## Extracted information
────────────────
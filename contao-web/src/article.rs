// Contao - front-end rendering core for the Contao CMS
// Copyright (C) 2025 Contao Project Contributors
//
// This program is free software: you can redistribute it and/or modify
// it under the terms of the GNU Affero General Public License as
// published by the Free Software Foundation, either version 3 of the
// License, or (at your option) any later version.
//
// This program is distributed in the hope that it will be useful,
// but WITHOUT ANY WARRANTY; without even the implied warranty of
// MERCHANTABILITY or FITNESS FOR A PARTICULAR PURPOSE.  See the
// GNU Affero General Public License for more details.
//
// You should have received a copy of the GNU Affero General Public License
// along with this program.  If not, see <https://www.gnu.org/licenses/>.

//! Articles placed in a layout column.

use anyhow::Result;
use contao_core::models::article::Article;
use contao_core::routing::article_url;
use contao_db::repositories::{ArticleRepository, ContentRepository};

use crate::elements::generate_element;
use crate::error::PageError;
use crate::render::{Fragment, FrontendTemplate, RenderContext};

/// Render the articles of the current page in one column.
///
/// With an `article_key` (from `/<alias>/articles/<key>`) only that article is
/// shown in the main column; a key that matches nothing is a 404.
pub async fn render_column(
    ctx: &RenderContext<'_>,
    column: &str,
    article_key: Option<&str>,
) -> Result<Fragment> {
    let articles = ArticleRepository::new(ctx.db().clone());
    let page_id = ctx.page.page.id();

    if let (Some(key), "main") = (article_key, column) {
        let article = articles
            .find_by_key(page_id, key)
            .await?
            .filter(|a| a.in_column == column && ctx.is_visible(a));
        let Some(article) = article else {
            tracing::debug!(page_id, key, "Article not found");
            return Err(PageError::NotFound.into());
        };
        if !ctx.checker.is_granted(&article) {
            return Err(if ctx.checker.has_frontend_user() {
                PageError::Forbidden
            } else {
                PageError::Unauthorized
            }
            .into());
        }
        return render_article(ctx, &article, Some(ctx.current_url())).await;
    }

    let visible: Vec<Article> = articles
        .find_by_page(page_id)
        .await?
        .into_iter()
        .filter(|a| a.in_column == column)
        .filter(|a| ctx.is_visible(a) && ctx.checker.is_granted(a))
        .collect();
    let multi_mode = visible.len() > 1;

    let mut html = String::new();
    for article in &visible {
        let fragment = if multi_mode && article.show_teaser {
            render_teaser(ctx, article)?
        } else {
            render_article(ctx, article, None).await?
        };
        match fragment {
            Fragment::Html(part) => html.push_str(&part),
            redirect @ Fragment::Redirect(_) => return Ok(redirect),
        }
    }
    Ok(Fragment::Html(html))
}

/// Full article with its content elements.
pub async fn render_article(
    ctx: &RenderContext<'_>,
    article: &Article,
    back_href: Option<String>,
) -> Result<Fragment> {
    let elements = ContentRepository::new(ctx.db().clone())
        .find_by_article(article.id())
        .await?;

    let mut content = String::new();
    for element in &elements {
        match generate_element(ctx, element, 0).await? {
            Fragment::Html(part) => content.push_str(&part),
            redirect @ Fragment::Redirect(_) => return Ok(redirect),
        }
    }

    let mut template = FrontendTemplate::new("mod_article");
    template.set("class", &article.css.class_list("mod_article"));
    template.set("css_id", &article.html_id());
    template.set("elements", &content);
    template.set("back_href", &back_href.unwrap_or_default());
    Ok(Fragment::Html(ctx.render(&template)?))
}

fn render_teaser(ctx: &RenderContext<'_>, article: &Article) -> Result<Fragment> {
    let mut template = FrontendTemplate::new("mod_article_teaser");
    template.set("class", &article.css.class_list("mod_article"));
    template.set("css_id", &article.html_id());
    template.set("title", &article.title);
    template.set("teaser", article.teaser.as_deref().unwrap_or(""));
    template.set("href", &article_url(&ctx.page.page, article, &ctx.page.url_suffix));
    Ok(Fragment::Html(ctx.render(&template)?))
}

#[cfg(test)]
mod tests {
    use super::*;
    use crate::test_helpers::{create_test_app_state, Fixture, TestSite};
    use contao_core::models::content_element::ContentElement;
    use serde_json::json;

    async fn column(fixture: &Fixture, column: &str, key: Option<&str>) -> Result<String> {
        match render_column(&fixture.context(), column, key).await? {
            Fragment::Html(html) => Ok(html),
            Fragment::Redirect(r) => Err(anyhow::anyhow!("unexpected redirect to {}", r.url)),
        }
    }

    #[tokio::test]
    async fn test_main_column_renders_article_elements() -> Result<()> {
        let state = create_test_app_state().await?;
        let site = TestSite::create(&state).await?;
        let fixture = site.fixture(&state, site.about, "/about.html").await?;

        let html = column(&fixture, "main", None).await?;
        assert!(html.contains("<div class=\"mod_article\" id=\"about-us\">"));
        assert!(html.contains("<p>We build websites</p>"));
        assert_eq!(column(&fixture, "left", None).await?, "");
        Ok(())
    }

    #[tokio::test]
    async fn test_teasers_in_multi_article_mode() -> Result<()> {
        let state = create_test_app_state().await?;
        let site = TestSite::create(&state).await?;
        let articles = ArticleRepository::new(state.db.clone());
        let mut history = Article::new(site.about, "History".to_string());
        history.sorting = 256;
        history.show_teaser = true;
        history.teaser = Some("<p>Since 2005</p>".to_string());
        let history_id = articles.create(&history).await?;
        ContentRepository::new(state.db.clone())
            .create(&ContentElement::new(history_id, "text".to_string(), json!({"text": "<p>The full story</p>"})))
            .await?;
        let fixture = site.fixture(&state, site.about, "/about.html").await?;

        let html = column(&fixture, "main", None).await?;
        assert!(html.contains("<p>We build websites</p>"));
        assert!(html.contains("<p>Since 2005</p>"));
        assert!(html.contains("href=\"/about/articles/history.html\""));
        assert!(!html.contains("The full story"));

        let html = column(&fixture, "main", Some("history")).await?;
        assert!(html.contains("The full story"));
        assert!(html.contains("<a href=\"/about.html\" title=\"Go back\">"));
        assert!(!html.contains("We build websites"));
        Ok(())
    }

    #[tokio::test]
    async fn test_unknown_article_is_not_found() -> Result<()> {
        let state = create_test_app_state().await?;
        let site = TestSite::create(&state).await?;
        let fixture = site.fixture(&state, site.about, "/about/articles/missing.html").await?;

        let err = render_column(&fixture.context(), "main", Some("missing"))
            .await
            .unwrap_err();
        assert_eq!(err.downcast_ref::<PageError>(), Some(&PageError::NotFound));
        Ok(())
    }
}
────────────────
Reply with nothing but the number of lines in the listing that include the string "Public".

3